Stored data:
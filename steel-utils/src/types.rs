// Wrapper types making it harder to accidentaly use the wrong underlying type.

use std::{
    borrow::Cow,
    fmt::{self, Display},
    str::FromStr,
};

use serde::{Deserialize, Deserializer, Serialize, Serializer};

/// A raw block state id. The block table maps it back to a block and its properties.
#[derive(Debug, Clone, Copy, PartialEq, Eq, Hash, PartialOrd, Ord)]
pub struct BlockStateId(pub u16);

/// A chunk position.
#[derive(Debug, Clone, Copy, PartialEq, Eq, Hash)]
pub struct ChunkPos {
    /// Chunk x, block x divided by 16.
    pub x: i32,
    /// Chunk z, block z divided by 16.
    pub z: i32,
}

impl ChunkPos {
    /// Creates a position from chunk coordinates.
    #[must_use]
    pub const fn new(x: i32, z: i32) -> Self {
        Self { x, z }
    }

    /// The chunk containing a block column.
    #[must_use]
    pub const fn from_block(block_x: i32, block_z: i32) -> Self {
        Self::new(block_x >> 4, block_z >> 4)
    }

    /// Lowest block x inside the chunk.
    #[must_use]
    pub const fn min_block_x(self) -> i32 {
        self.x << 4
    }

    /// Lowest block z inside the chunk.
    #[must_use]
    pub const fn min_block_z(self) -> i32 {
        self.z << 4
    }

    /// Highest block x inside the chunk.
    #[must_use]
    pub const fn max_block_x(self) -> i32 {
        self.min_block_x() + 15
    }

    /// Highest block z inside the chunk.
    #[must_use]
    pub const fn max_block_z(self) -> i32 {
        self.min_block_z() + 15
    }

    /// Packs the position the way column and chunk keys are packed on disk.
    #[must_use]
    pub const fn as_long(self) -> i64 {
        pack_column(self.x, self.z)
    }
}

/// Packs two 32 bit coordinates into one key, `x` in the low half.
#[must_use]
pub const fn pack_column(x: i32, z: i32) -> i64 {
    (x as i64 & 0xFFFF_FFFF) | ((z as i64 & 0xFFFF_FFFF) << 32)
}

/// A block position.
#[derive(Debug, Clone, Copy, PartialEq, Eq, Hash, Default)]
pub struct BlockPos {
    /// Block x.
    pub x: i32,
    /// Block y.
    pub y: i32,
    /// Block z.
    pub z: i32,
}

const PACKED_XZ_BITS: u32 = 26;
const PACKED_Y_BITS: u32 = 64 - 2 * PACKED_XZ_BITS;
const PACKED_X_MASK: i64 = (1 << PACKED_XZ_BITS) - 1;
const PACKED_Y_MASK: i64 = (1 << PACKED_Y_BITS) - 1;
const PACKED_Z_MASK: i64 = (1 << PACKED_XZ_BITS) - 1;
const Z_OFFSET: u32 = PACKED_Y_BITS;
const X_OFFSET: u32 = PACKED_Y_BITS + PACKED_XZ_BITS;

impl BlockPos {
    /// Creates a position from block coordinates.
    #[must_use]
    pub const fn new(x: i32, y: i32, z: i32) -> Self {
        Self { x, y, z }
    }

    /// The position moved by the given deltas.
    #[must_use]
    pub const fn offset(self, dx: i32, dy: i32, dz: i32) -> Self {
        Self::new(self.x + dx, self.y + dy, self.z + dz)
    }

    /// The position one block down.
    #[must_use]
    pub const fn below(self) -> Self {
        self.offset(0, -1, 0)
    }

    /// The position one block up.
    #[must_use]
    pub const fn above(self) -> Self {
        self.offset(0, 1, 0)
    }

    /// Packs into the 26/12/26 bit layout used for position keys.
    #[must_use]
    pub const fn as_long(self) -> i64 {
        ((self.x as i64 & PACKED_X_MASK) << X_OFFSET)
            | (self.y as i64 & PACKED_Y_MASK)
            | ((self.z as i64 & PACKED_Z_MASK) << Z_OFFSET)
    }

    /// Inverse of [`Self::as_long`].
    #[must_use]
    pub const fn from_long(packed: i64) -> Self {
        Self::new(
            (packed << (64 - X_OFFSET - PACKED_XZ_BITS) >> (64 - PACKED_XZ_BITS)) as i32,
            (packed << (64 - PACKED_Y_BITS) >> (64 - PACKED_Y_BITS)) as i32,
            (packed << (64 - Z_OFFSET - PACKED_XZ_BITS) >> (64 - PACKED_XZ_BITS)) as i32,
        )
    }

    /// The chunk containing the position.
    #[must_use]
    pub const fn chunk(self) -> ChunkPos {
        ChunkPos::from_block(self.x, self.z)
    }
}

impl Display for BlockPos {
    fn fmt(&self, f: &mut fmt::Formatter<'_>) -> fmt::Result {
        write!(f, "[{}, {}, {}]", self.x, self.y, self.z)
    }
}

/// A namespaced id such as `minecraft:stone`.
#[derive(Debug, Clone, PartialEq, Eq, Hash, PartialOrd, Ord)]
pub struct ResourceLocation {
    /// The part before the colon.
    pub namespace: Cow<'static, str>,
    /// The part after the colon.
    pub path: Cow<'static, str>,
}

impl ResourceLocation {
    /// Namespace of every built-in id.
    pub const VANILLA_NAMESPACE: &'static str = "minecraft";

    /// An id in the vanilla namespace.
    #[must_use]
    pub fn vanilla(path: String) -> Self {
        ResourceLocation {
            namespace: Cow::Borrowed(Self::VANILLA_NAMESPACE),
            path: Cow::Owned(path),
        }
    }

    /// An id in the vanilla namespace, usable in constants.
    #[must_use]
    pub const fn vanilla_static(path: &'static str) -> Self {
        ResourceLocation {
            namespace: Cow::Borrowed(Self::VANILLA_NAMESPACE),
            path: Cow::Borrowed(path),
        }
    }

    /// Whether `namespace_char` may appear in a namespace.
    #[must_use]
    pub fn valid_namespace_char(namespace_char: char) -> bool {
        namespace_char == '_'
            || namespace_char == '-'
            || namespace_char.is_ascii_lowercase()
            || namespace_char.is_ascii_digit()
            || namespace_char == '.'
    }

    /// Whether `path_char` may appear in a path.
    #[must_use]
    pub fn valid_path_char(path_char: char) -> bool {
        Self::valid_namespace_char(path_char) || path_char == '/'
    }

    /// Whether both parts use only allowed characters.
    #[must_use]
    pub fn validate(namespace: &str, path: &str) -> bool {
        namespace.chars().all(Self::valid_namespace_char)
            && path.chars().all(Self::valid_path_char)
    }
}

impl Display for ResourceLocation {
    fn fmt(&self, f: &mut fmt::Formatter<'_>) -> fmt::Result {
        write!(f, "{}:{}", self.namespace, self.path)
    }
}

impl FromStr for ResourceLocation {
    type Err = String;

    /// Parses `namespace:path`. A bare path gets the vanilla namespace.
    fn from_str(s: &str) -> Result<Self, Self::Err> {
        let (namespace, path) = s
            .split_once(':')
            .unwrap_or((Self::VANILLA_NAMESPACE, s));

        if !ResourceLocation::validate(namespace, path) {
            return Err(format!("Invalid resource location: {s}"));
        }

        Ok(ResourceLocation {
            namespace: Cow::Owned(namespace.to_string()),
            path: Cow::Owned(path.to_string()),
        })
    }
}

impl Serialize for ResourceLocation {
    fn serialize<S: Serializer>(&self, serializer: S) -> Result<S::Ok, S::Error> {
        serializer.collect_str(self)
    }
}

impl<'de> Deserialize<'de> for ResourceLocation {
    fn deserialize<D: Deserializer<'de>>(deserializer: D) -> Result<Self, D::Error> {
        let raw = String::deserialize(deserializer)?;
        raw.parse().map_err(serde::de::Error::custom)
    }
}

[Work instructions]
Once you have read the entries, write them out again without altering a single character.

[Solution for this problem]
filename steel-utils/src/types.rs
// Wrapper types making it harder to accidentaly use the wrong underlying type.

use std::{
    borrow::Cow,
    fmt::{self, Display},
    str::FromStr,
};

use serde::{Deserialize, Deserializer, Serialize, Serializer};

/// A raw block state id. The block table maps it back to a block and its properties.
#[derive(Debug, Clone, Copy, PartialEq, Eq, Hash, PartialOrd, Ord)]
pub struct BlockStateId(pub u16);

/// A chunk position.
#[derive(Debug, Clone, Copy, PartialEq, Eq, Hash)]
pub struct ChunkPos {
    /// Chunk x, block x divided by 16.
    pub x: i32,
    /// Chunk z, block z divided by 16.
    pub z: i32,
}

impl ChunkPos {
    /// Creates a position from chunk coordinates.
    #[must_use]
    pub const fn new(x: i32, z: i32) -> Self {
        Self { x, z }
    }

    /// The chunk containing a block column.
    #[must_use]
    pub const fn from_block(block_x: i32, block_z: i32) -> Self {
        Self::new(block_x >> 4, block_z >> 4)
    }

    /// Lowest block x inside the chunk.
    #[must_use]
    pub const fn min_block_x(self) -> i32 {
        self.x << 4
    }

    /// Lowest block z inside the chunk.
    #[must_use]
    pub const fn min_block_z(self) -> i32 {
        self.z << 4
    }

    /// Highest block x inside the chunk.
    #[must_use]
    pub const fn max_block_x(self) -> i32 {
        self.min_block_x() + 15
    }

    /// Highest block z inside the chunk.
    #[must_use]
    pub const fn max_block_z(self) -> i32 {
        self.min_block_z() + 15
    }

    /// Packs the position the way column and chunk keys are packed on disk.
    #[must_use]
    pub const fn as_long(self) -> i64 {
        pack_column(self.x, self.z)
    }
}

/// Packs two 32 bit coordinates into one key, `x` in the low half.
#[must_use]
pub const fn pack_column(x: i32, z: i32) -> i64 {
    (x as i64 & 0xFFFF_FFFF) | ((z as i64 & 0xFFFF_FFFF) << 32)
}

/// A block position.
#[derive(Debug, Clone, Copy, PartialEq, Eq, Hash, Default)]
pub struct BlockPos {
    /// Block x.
    pub x: i32,
    /// Block y.
    pub y: i32,
    /// Block z.
    pub z: i32,
}

const PACKED_XZ_BITS: u32 = 26;
const PACKED_Y_BITS: u32 = 64 - 2 * PACKED_XZ_BITS;
const PACKED_X_MASK: i64 = (1 << PACKED_XZ_BITS) - 1;
const PACKED_Y_MASK: i64 = (1 << PACKED_Y_BITS) - 1;
const PACKED_Z_MASK: i64 = (1 << PACKED_XZ_BITS) - 1;
const Z_OFFSET: u32 = PACKED_Y_BITS;
const X_OFFSET: u32 = PACKED_Y_BITS + PACKED_XZ_BITS;

impl BlockPos {
    /// Creates a position from block coordinates.
    #[must_use]
    pub const fn new(x: i32, y: i32, z: i32) -> Self {
        Self { x, y, z }
    }

    /// The position moved by the given deltas.
    #[must_use]
    pub const fn offset(self, dx: i32, dy: i32, dz: i32) -> Self {
        Self::new(self.x + dx, self.y + dy, self.z + dz)
    }

    /// The position one block down.
    #[must_use]
    pub const fn below(self) -> Self {
        self.offset(0, -1, 0)
    }

    /// The position one block up.
    #[must_use]
    pub const fn above(self) -> Self {
        self.offset(0, 1, 0)
    }

    /// Packs into the 26/12/26 bit layout used for position keys.
    #[must_use]
    pub const fn as_long(self) -> i64 {
        ((self.x as i64 & PACKED_X_MASK) << X_OFFSET)
            | (self.y as i64 & PACKED_Y_MASK)
            | ((self.z as i64 & PACKED_Z_MASK) << Z_OFFSET)
    }

    /// Inverse of [`Self::as_long`].
    #[must_use]
    pub const fn from_long(packed: i64) -> Self {
        Self::new(
            (packed << (64 - X_OFFSET - PACKED_XZ_BITS) >> (64 - PACKED_XZ_BITS)) as i32,
            (packed << (64 - PACKED_Y_BITS) >> (64 - PACKED_Y_BITS)) as i32,
            (packed << (64 - Z_OFFSET - PACKED_XZ_BITS) >> (64 - PACKED_XZ_BITS)) as i32,
        )
    }

    /// The chunk containing the position.
    #[must_use]
    pub const fn chunk(self) -> ChunkPos {
        ChunkPos::from_block(self.x, self.z)
    }
}

impl Display for BlockPos {
    fn fmt(&self, f: &mut fmt::Formatter<'_>) -> fmt::Result {
        write!(f, "[{}, {}, {}]", self.x, self.y, self.z)
    }
}

/// A namespaced id such as `minecraft:stone`.
#[derive(Debug, Clone, PartialEq, Eq, Hash, PartialOrd, Ord)]
pub struct ResourceLocation {
    /// The part before the colon.
    pub namespace: Cow<'static, str>,
    /// The part after the colon.
    pub path: Cow<'static, str>,
}

impl ResourceLocation {
    /// Namespace of every built-in id.
    pub const VANILLA_NAMESPACE: &'static str = "minecraft";

    /// An id in the vanilla namespace.
    #[must_use]
    pub fn vanilla(path: String) -> Self {
        ResourceLocation {
            namespace: Cow::Borrowed(Self::VANILLA_NAMESPACE),
            path: Cow::Owned(path),
        }
    }

    /// An id in the vanilla namespace, usable in constants.
    #[must_use]
    pub const fn vanilla_static(path: &'static str) -> Self {
        ResourceLocation {
            namespace: Cow::Borrowed(Self::VANILLA_NAMESPACE),
            path: Cow::Borrowed(path),
        }
    }

    /// Whether `namespace_char` may appear in a namespace.
    #[must_use]
    pub fn valid_namespace_char(namespace_char: char) -> bool {
        namespace_char == '_'
            || namespace_char == '-'
            || namespace_char.is_ascii_lowercase()
            || namespace_char.is_ascii_digit()
            || namespace_char == '.'
    }

    /// Whether `path_char` may appear in a path.
    #[must_use]
    pub fn valid_path_char(path_char: char) -> bool {
        Self::valid_namespace_char(path_char) || path_char == '/'
    }

    /// Whether both parts use only allowed characters.
    #[must_use]
    pub fn validate(namespace: &str, path: &str) -> bool {
        namespace.chars().all(Self::valid_namespace_char)
            && path.chars().all(Self::valid_path_char)
    }
}

impl Display for ResourceLocation {
    fn fmt(&self, f: &mut fmt::Formatter<'_>) -> fmt::Result {
        write!(f, "{}:{}", self.namespace, self.path)
    }
}

impl FromStr for ResourceLocation {
    type Err = String;

    /// Parses `namespace:path`. A bare path gets the vanilla namespace.
    fn from_str(s: &str) -> Result<Self, Self::Err> {
        let (namespace, path) = s
            .split_once(':')
            .unwrap_or((Self::VANILLA_NAMESPACE, s));

        if !ResourceLocation::validate(namespace, path) {
            return Err(format!("Invalid resource location: {s}"));
        }

        Ok(ResourceLocation {
            namespace: Cow::Owned(namespace.to_string()),
            path: Cow::Owned(path.to_string()),
        })
    }
}

impl Serialize for ResourceLocation {
    fn serialize<S: Serializer>(&self, serializer: S) -> Result<S::Ok, S::Error> {
        serializer.collect_str(self)
    }
}

impl<'de> Deserialize<'de> for ResourceLocation {
    fn deserialize<D: Deserializer<'de>>(deserializer: D) -> Result<Self, D::Error> {
        let raw = String::deserialize(deserializer)?;
        raw.parse().map_err(serde::de::Error::custom)
    }
}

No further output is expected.